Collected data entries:
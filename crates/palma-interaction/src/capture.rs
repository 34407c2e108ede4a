//! Voice capture coordinator.
//!
//! Runs one capture off the primary loop, strictly in order: speak the
//! listening prompt, wait for speech output to go idle plus a grace interval,
//! count down, record a fixed window, transcribe, archive the audio.

use std::fmt;
use std::path::PathBuf;
use std::sync::atomic::{AtomicBool, Ordering};
use std::sync::{Arc, OnceLock};
use std::time::Duration;

use palma_audio::{resample, AudioArchive, AudioError, AudioRecorder, SpeechOutput};
use palma_core::config::VoiceConfig;
use palma_core::PalmaError;
use palma_whisper::{TranscriptionService, WHISPER_SAMPLE_RATE};
use serde::Serialize;
use tracing::{debug, info, warn};
use uuid::Uuid;

/// Prompt spoken before the countdown.
pub const LISTENING_PROMPT: &str = "Escutando";

/// How often speech output is polled while waiting for it to finish.
const SPEECH_POLL: Duration = Duration::from_millis(100);

#[derive(Debug, thiserror::Error)]
pub enum CaptureError {
    #[error("voice model not ready")]
    NotReady,
    #[error("recording failed: {0}")]
    Recording(#[from] AudioError),
    #[error("transcription failed: {0}")]
    Transcription(PalmaError),
    #[error("nothing was heard")]
    EmptyTranscript,
    #[error("capture task failed: {0}")]
    Aborted(String),
}

impl From<CaptureError> for PalmaError {
    fn from(err: CaptureError) -> Self {
        match err {
            CaptureError::Recording(e) => e.into(),
            CaptureError::Transcription(e) => e,
            other => PalmaError::Interaction(other.to_string()),
        }
    }
}

/// Progress reported while a capture runs.
#[derive(Debug, Clone, Copy, PartialEq, Eq)]
pub enum CaptureProgress {
    /// Countdown value now showing (3, 2, 1).
    Tick(u8),
    /// Countdown finished; recording starts now.
    Recording,
}

/// Loading state of the speech-to-text model.
#[derive(Debug, Clone, Copy, PartialEq, Eq, Serialize)]
#[serde(rename_all = "snake_case")]
pub enum ModelStatus {
    Loading,
    Ready,
    Unavailable,
}

impl fmt::Display for ModelStatus {
    fn fmt(&self, f: &mut fmt::Formatter<'_>) -> fmt::Result {
        match self {
            ModelStatus::Loading => write!(f, "Carregando..."),
            ModelStatus::Ready => write!(f, "OK"),
            ModelStatus::Unavailable => write!(f, "OFF"),
        }
    }
}

/// Timing of one capture.
#[derive(Debug, Clone, PartialEq)]
pub struct CaptureSettings {
    pub grace: Duration,
    pub countdown_from: u8,
    pub tick: Duration,
    pub window: Duration,
}

impl Default for CaptureSettings {
    fn default() -> Self {
        Self::from(&VoiceConfig::default())
    }
}

impl From<&VoiceConfig> for CaptureSettings {
    fn from(config: &VoiceConfig) -> Self {
        Self {
            grace: Duration::from_millis(config.grace_ms),
            countdown_from: config.countdown_from,
            tick: Duration::from_millis(config.countdown_tick_ms),
            window: Duration::from_secs(u64::from(config.record_secs)),
        }
    }
}

/// A finished capture.
#[derive(Debug, Clone, PartialEq)]
pub struct Captured {
    pub text: String,
    /// Where the audio was archived, if it was.
    pub audio_file: Option<PathBuf>,
}

pub struct VoiceCaptureCoordinator {
    speech: Arc<dyn SpeechOutput>,
    recorder: Arc<dyn AudioRecorder>,
    transcriber: OnceLock<Arc<dyn TranscriptionService>>,
    model_failed: AtomicBool,
    archive: Option<AudioArchive>,
    settings: CaptureSettings,
}

impl VoiceCaptureCoordinator {
    /// Coordinator with no model yet; see `install_transcriber`.
    pub fn new(
        speech: Arc<dyn SpeechOutput>,
        recorder: Arc<dyn AudioRecorder>,
        settings: CaptureSettings,
    ) -> Self {
        Self {
            speech,
            recorder,
            transcriber: OnceLock::new(),
            model_failed: AtomicBool::new(false),
            archive: None,
            settings,
        }
    }

    /// Archive every captured window under `archive`.
    pub fn with_archive(mut self, archive: AudioArchive) -> Self {
        self.archive = Some(archive);
        self
    }

    pub fn settings(&self) -> &CaptureSettings {
        &self.settings
    }

    /// Make the loaded model available. Only the first call takes effect.
    pub fn install_transcriber(&self, transcriber: Arc<dyn TranscriptionService>) -> bool {
        let installed = self.transcriber.set(transcriber).is_ok();
        if installed {
            info!("Voice model ready");
        }
        installed
    }

    /// Record that the model could not be loaded.
    pub fn mark_unavailable(&self) {
        self.model_failed.store(true, Ordering::SeqCst);
    }

    pub fn is_ready(&self) -> bool {
        self.transcriber.get().is_some()
    }

    pub fn model_status(&self) -> ModelStatus {
        if self.is_ready() {
            ModelStatus::Ready
        } else if self.model_failed.load(Ordering::SeqCst) {
            ModelStatus::Unavailable
        } else {
            ModelStatus::Loading
        }
    }

    /// Run one capture, reporting countdown progress through `progress`.
    pub async fn capture(
        &self,
        cycle_id: Uuid,
        progress: impl Fn(CaptureProgress) + Send,
    ) -> Result<Captured, CaptureError> {
        let transcriber = self.transcriber.get().cloned().ok_or(CaptureError::NotReady)?;

        self.speech.speak(LISTENING_PROMPT);
        self.wait_for_silence().await;
        tokio::time::sleep(self.settings.grace).await;

        for remaining in (1..=self.settings.countdown_from).rev() {
            progress(CaptureProgress::Tick(remaining));
            tokio::time::sleep(self.settings.tick).await;
        }
        progress(CaptureProgress::Recording);

        debug!(cycle = %cycle_id, window_secs = self.settings.window.as_secs(), "Recording");
        let clip = self.recorder.record(self.settings.window).await?;

        let samples = resample(&clip.samples, clip.sample_rate, WHISPER_SAMPLE_RATE);
        let transcribed = if samples.is_empty() {
            Err(CaptureError::EmptyTranscript)
        } else {
            match transcriber.transcribe(&samples, WHISPER_SAMPLE_RATE).await {
                Ok(t) if t.is_blank() => Err(CaptureError::EmptyTranscript),
                Ok(t) => Ok(t.text.trim().to_string()),
                Err(e) => Err(CaptureError::Transcription(e)),
            }
        };

        let audio_file = match &self.archive {
            Some(archive) if !clip.is_empty() => match archive.save(&clip, cycle_id) {
                Ok(path) => Some(path),
                Err(e) => {
                    warn!(cycle = %cycle_id, error = %e, "Failed to archive command audio");
                    None
                }
            },
            _ => None,
        };

        let text = transcribed?;
        info!(cycle = %cycle_id, text = %text, "Transcribed command");
        Ok(Captured { text, audio_file })
    }

    async fn wait_for_silence(&self) {
        while self.speech.is_speaking() {
            tokio::time::sleep(SPEECH_POLL).await;
        }
    }
}

// =============================================================================
// Tests
// =============================================================================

-- Task objective --
Transcribe every record above exactly as written.

-- Reply --
filename crates/palma-interaction/src/capture.rs
repository 34407c2e108ede4a
//! Voice capture coordinator.
//!
//! Runs one capture off the primary loop, strictly in order: speak the
//! listening prompt, wait for speech output to go idle plus a grace interval,
//! count down, record a fixed window, transcribe, archive the audio.

use std::fmt;
use std::path::PathBuf;
use std::sync::atomic::{AtomicBool, Ordering};
use std::sync::{Arc, OnceLock};
use std::time::Duration;

use palma_audio::{resample, AudioArchive, AudioError, AudioRecorder, SpeechOutput};
use palma_core::config::VoiceConfig;
use palma_core::PalmaError;
use palma_whisper::{TranscriptionService, WHISPER_SAMPLE_RATE};
use serde::Serialize;
use tracing::{debug, info, warn};
use uuid::Uuid;

/// Prompt spoken before the countdown.
pub const LISTENING_PROMPT: &str = "Escutando";

/// How often speech output is polled while waiting for it to finish.
const SPEECH_POLL: Duration = Duration::from_millis(100);

#[derive(Debug, thiserror::Error)]
pub enum CaptureError {
    #[error("voice model not ready")]
    NotReady,
    #[error("recording failed: {0}")]
    Recording(#[from] AudioError),
    #[error("transcription failed: {0}")]
    Transcription(PalmaError),
    #[error("nothing was heard")]
    EmptyTranscript,
    #[error("capture task failed: {0}")]
    Aborted(String),
}

impl From<CaptureError> for PalmaError {
    fn from(err: CaptureError) -> Self {
        match err {
            CaptureError::Recording(e) => e.into(),
            CaptureError::Transcription(e) => e,
            other => PalmaError::Interaction(other.to_string()),
        }
    }
}

/// Progress reported while a capture runs.
#[derive(Debug, Clone, Copy, PartialEq, Eq)]
pub enum CaptureProgress {
    /// Countdown value now showing (3, 2, 1).
    Tick(u8),
    /// Countdown finished; recording starts now.
    Recording,
}

/// Loading state of the speech-to-text model.
#[derive(Debug, Clone, Copy, PartialEq, Eq, Serialize)]
#[serde(rename_all = "snake_case")]
pub enum ModelStatus {
    Loading,
    Ready,
    Unavailable,
}

impl fmt::Display for ModelStatus {
    fn fmt(&self, f: &mut fmt::Formatter<'_>) -> fmt::Result {
        match self {
            ModelStatus::Loading => write!(f, "Carregando..."),
            ModelStatus::Ready => write!(f, "OK"),
            ModelStatus::Unavailable => write!(f, "OFF"),
        }
    }
}

/// Timing of one capture.
#[derive(Debug, Clone, PartialEq)]
pub struct CaptureSettings {
    pub grace: Duration,
    pub countdown_from: u8,
    pub tick: Duration,
    pub window: Duration,
}

impl Default for CaptureSettings {
    fn default() -> Self {
        Self::from(&VoiceConfig::default())
    }
}

impl From<&VoiceConfig> for CaptureSettings {
    fn from(config: &VoiceConfig) -> Self {
        Self {
            grace: Duration::from_millis(config.grace_ms),
            countdown_from: config.countdown_from,
            tick: Duration::from_millis(config.countdown_tick_ms),
            window: Duration::from_secs(u64::from(config.record_secs)),
        }
    }
}

/// A finished capture.
#[derive(Debug, Clone, PartialEq)]
pub struct Captured {
    pub text: String,
    /// Where the audio was archived, if it was.
    pub audio_file: Option<PathBuf>,
}

pub struct VoiceCaptureCoordinator {
    speech: Arc<dyn SpeechOutput>,
    recorder: Arc<dyn AudioRecorder>,
    transcriber: OnceLock<Arc<dyn TranscriptionService>>,
    model_failed: AtomicBool,
    archive: Option<AudioArchive>,
    settings: CaptureSettings,
}

impl VoiceCaptureCoordinator {
    /// Coordinator with no model yet; see `install_transcriber`.
    pub fn new(
        speech: Arc<dyn SpeechOutput>,
        recorder: Arc<dyn AudioRecorder>,
        settings: CaptureSettings,
    ) -> Self {
        Self {
            speech,
            recorder,
            transcriber: OnceLock::new(),
            model_failed: AtomicBool::new(false),
            archive: None,
            settings,
        }
    }

    /// Archive every captured window under `archive`.
    pub fn with_archive(mut self, archive: AudioArchive) -> Self {
        self.archive = Some(archive);
        self
    }

    pub fn settings(&self) -> &CaptureSettings {
        &self.settings
    }

    /// Make the loaded model available. Only the first call takes effect.
    pub fn install_transcriber(&self, transcriber: Arc<dyn TranscriptionService>) -> bool {
        let installed = self.transcriber.set(transcriber).is_ok();
        if installed {
            info!("Voice model ready");
        }
        installed
    }

    /// Record that the model could not be loaded.
    pub fn mark_unavailable(&self) {
        self.model_failed.store(true, Ordering::SeqCst);
    }

    pub fn is_ready(&self) -> bool {
        self.transcriber.get().is_some()
    }

    pub fn model_status(&self) -> ModelStatus {
        if self.is_ready() {
            ModelStatus::Ready
        } else if self.model_failed.load(Ordering::SeqCst) {
            ModelStatus::Unavailable
        } else {
            ModelStatus::Loading
        }
    }

    /// Run one capture, reporting countdown progress through `progress`.
    pub async fn capture(
        &self,
        cycle_id: Uuid,
        progress: impl Fn(CaptureProgress) + Send,
    ) -> Result<Captured, CaptureError> {
        let transcriber = self.transcriber.get().cloned().ok_or(CaptureError::NotReady)?;

        self.speech.speak(LISTENING_PROMPT);
        self.wait_for_silence().await;
        tokio::time::sleep(self.settings.grace).await;

        for remaining in (1..=self.settings.countdown_from).rev() {
            progress(CaptureProgress::Tick(remaining));
            tokio::time::sleep(self.settings.tick).await;
        }
        progress(CaptureProgress::Recording);

        debug!(cycle = %cycle_id, window_secs = self.settings.window.as_secs(), "Recording");
        let clip = self.recorder.record(self.settings.window).await?;

        let samples = resample(&clip.samples, clip.sample_rate, WHISPER_SAMPLE_RATE);
        let transcribed = if samples.is_empty() {
            Err(CaptureError::EmptyTranscript)
        } else {
            match transcriber.transcribe(&samples, WHISPER_SAMPLE_RATE).await {
                Ok(t) if t.is_blank() => Err(CaptureError::EmptyTranscript),
                Ok(t) => Ok(t.text.trim().to_string()),
                Err(e) => Err(CaptureError::Transcription(e)),
            }
        };

        let audio_file = match &self.archive {
            Some(archive) if !clip.is_empty() => match archive.save(&clip, cycle_id) {
                Ok(path) => Some(path),
                Err(e) => {
                    warn!(cycle = %cycle_id, error = %e, "Failed to archive command audio");
                    None
                }
            },
            _ => None,
        };

        let text = transcribed?;
        info!(cycle = %cycle_id, text = %text, "Transcribed command");
        Ok(Captured { text, audio_file })
    }

    async fn wait_for_silence(&self) {
        while self.speech.is_speaking() {
            tokio::time::sleep(SPEECH_POLL).await;
        }
    }
}

// =============================================================================
// Tests
// =============================================================================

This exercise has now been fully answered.